Il y a constamment des évolutions techniques, logicielles, des mises à jour dont on se fait l’écho aux lapins.

Dans les process de travail, ce qui a beaucoup changé c’est le travail collaboratif que permettent les technologies AVID, et notamment leurs serveurs :

20 monteurs peuvent travailler en même temps sur la même série, ou 5 ou 6 personnes sur le même épisode, avec les mêmes rushes, sans latence.

C’est quelque chose qui s’est beaucoup développé également avec l’avènement de la téléréalité, et qu’on fait beaucoup en actu, en divertissement, et même maintenant en fiction : les délais se resserrent entre le tournage et les calendriers de diffusion. Donc on a parfois deux ou trois monteurs et leurs assistants qui vont se partager un épisode.
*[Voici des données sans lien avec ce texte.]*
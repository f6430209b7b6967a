//! The lifecycle state machine observed by the consumer.
//!
//! ```text
//! idle ──start──▶ initializing ──reported──▶ listening ─▶ processing ─▶ ready
//!   ▲                  │                         │             │
//!   │                  └─────────── fail ────────┴─────────────┴──▶ error
//!   └──────────────────────────── reset (kill) ◀────────────────────────┘
//! ```
//!
//! `ready` and `error` are terminal: reported states no longer apply until
//! the next `begin`. `idle` and `initializing` belong to the supervisor and
//! are never accepted from the transcriber.

use crate::protocol::LoadingState;

/// Result of attempting a transition.
#[derive(Debug, Clone, Copy, PartialEq, Eq)]
pub enum Transition {
    /// State moved; consumers should be told.
    Changed(LoadingState),
    /// Already in the requested state.
    Unchanged,
    /// Transition not allowed from the current state.
    Rejected { from: LoadingState, to: LoadingState },
}

#[derive(Debug, Clone, Default)]
pub struct SessionStateMachine {
    state: LoadingState,
}

impl SessionStateMachine {
    pub fn new() -> Self {
        Self::default()
    }

    pub fn state(&self) -> LoadingState {
        self.state
    }

    /// A new session starts: `idle | ready | error -> initializing`.
    pub fn begin(&mut self) -> Transition {
        match self.state {
            LoadingState::Idle | LoadingState::Ready | LoadingState::Error => {
                self.set(LoadingState::Initializing)
            }
            from => Transition::Rejected {
                from,
                to: LoadingState::Initializing,
            },
        }
    }

    /// Apply a state reported by the transcriber.
    pub fn apply_reported(&mut self, to: LoadingState) -> Transition {
        let from = self.state;
        if matches!(to, LoadingState::Idle | LoadingState::Initializing) || from.is_terminal() {
            return Transition::Rejected { from, to };
        }
        if from == LoadingState::Idle {
            // No session was started.
            return Transition::Rejected { from, to };
        }
        self.set(to)
    }

    /// Force `error`. A successful `ready` is never overwritten.
    pub fn fail(&mut self) -> Transition {
        match self.state {
            LoadingState::Ready => Transition::Rejected {
                from: LoadingState::Ready,
                to: LoadingState::Error,
            },
            _ => self.set(LoadingState::Error),
        }
    }

    /// Force `idle` from anywhere.
    pub fn reset(&mut self) -> Transition {
        self.set(LoadingState::Idle)
    }

    fn set(&mut self, to: LoadingState) -> Transition {
        if self.state == to {
            Transition::Unchanged
        } else {
            self.state = to;
            Transition::Changed(to)
        }
    }
}

#[cfg(test)]
mod tests {
    use super::*;
    use LoadingState::*;

    fn at(state: LoadingState) -> SessionStateMachine {
        SessionStateMachine { state }
    }

    #[test]
    fn starts_idle() {
        let machine = SessionStateMachine::new();
        assert_eq!(machine.state(), Idle);
        assert!(!machine.state().is_terminal());
    }

    #[test]
    fn happy_path() {
        let mut machine = SessionStateMachine::new();
        assert_eq!(machine.begin(), Transition::Changed(Initializing));
        assert_eq!(machine.apply_reported(Listening), Transition::Changed(Listening));
        assert_eq!(machine.apply_reported(Processing), Transition::Changed(Processing));
        assert_eq!(machine.apply_reported(Ready), Transition::Changed(Ready));
        assert!(machine.state().is_terminal());
    }

    #[test]
    fn begin_allowed_after_terminal_states() {
        for from in [Idle, Ready, Error] {
            assert_eq!(at(from).begin(), Transition::Changed(Initializing));
        }
    }

    #[test]
    fn begin_rejected_mid_session() {
        for from in [Initializing, Listening, Processing] {
            let mut machine = at(from);
            assert!(matches!(machine.begin(), Transition::Rejected { .. }));
            assert_eq!(machine.state(), from);
        }
    }

    #[test]
    fn duplicate_report_is_unchanged() {
        let mut machine = at(Listening);
        assert_eq!(machine.apply_reported(Listening), Transition::Unchanged);
    }

    #[test]
    fn reported_supervisor_states_rejected() {
        let mut machine = at(Listening);
        assert!(matches!(machine.apply_reported(Idle), Transition::Rejected { .. }));
        assert!(matches!(
            machine.apply_reported(Initializing),
            Transition::Rejected { .. }
        ));
        assert_eq!(machine.state(), Listening);
    }

    #[test]
    fn reports_ignored_without_session() {
        let mut machine = SessionStateMachine::new();
        assert!(matches!(machine.apply_reported(Listening), Transition::Rejected { .. }));
        assert_eq!(machine.state(), Idle);
    }

    #[test]
    fn terminal_states_ignore_reports() {
        for from in [Ready, Error] {
            let mut machine = at(from);
            assert!(matches!(
                machine.apply_reported(Processing),
                Transition::Rejected { .. }
            ));
            assert_eq!(machine.state(), from);
        }
    }

    #[test]
    fn reported_error_is_accepted() {
        let mut machine = at(Processing);
        assert_eq!(machine.apply_reported(Error), Transition::Changed(Error));
    }

    #[test]
    fn fail_from_any_non_ready_state() {
        for from in [Idle, Initializing, Listening, Processing] {
            assert_eq!(at(from).fail(), Transition::Changed(Error));
        }
        assert_eq!(at(Error).fail(), Transition::Unchanged);
    }

    #[test]
    fn fail_never_overwrites_ready() {
        let mut machine = at(Ready);
        assert!(matches!(machine.fail(), Transition::Rejected { .. }));
        assert_eq!(machine.state(), Ready);
    }

    #[test]
    fn reset_from_anywhere() {
        for from in [Initializing, Listening, Processing, Ready, Error] {
            assert_eq!(at(from).reset(), Transition::Changed(Idle));
        }
        assert_eq!(at(Idle).reset(), Transition::Unchanged);
    }
}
Le monteur n’est plus forcément seul, mais parfois dans une équipe de monteurs.

Je pense que la prochaine révolution est l’IA, qui va évidemment changer beaucoup de choses. Jusqu’où ça va nous permettre de faire mieux que ce qu’on fait actuellement ? On ne le mesure pas encore.

 

Quelle place occupe aujourd’hui ton activité de formateur dans ton rapport à ton métier de monteur ?

Damien Labbé : Cela cultive le plaisir de la transmission que j’ai toujours aimé avoir en post-prod. Notre métier ne s’y prête pas forcément au départ : on fait quand même un métier solitaire.

Sur une équipe de tournage fiction il y a dans chaque équipe un chef, un premier, un deuxième, un troisième assistant, un stagiaire… la transmission se fait de manière plus naturelle alors que sur une équipe de post-production, on est traditionnellement seul face à l’ordinateur.

C’est en ça que j’aime bien la formation, et ce qu’on fait aux lapins bleus. C’est l’occasion de palier cet état de fait. C’est quelque chose de très important, on rencontre des monteurs qui travaillent sur plein de projets différents et l’enrichissement se fait dans les deux sens. Ce n’est pas à sens unique. C’est aussi ce qui crée la dynamique de la formation.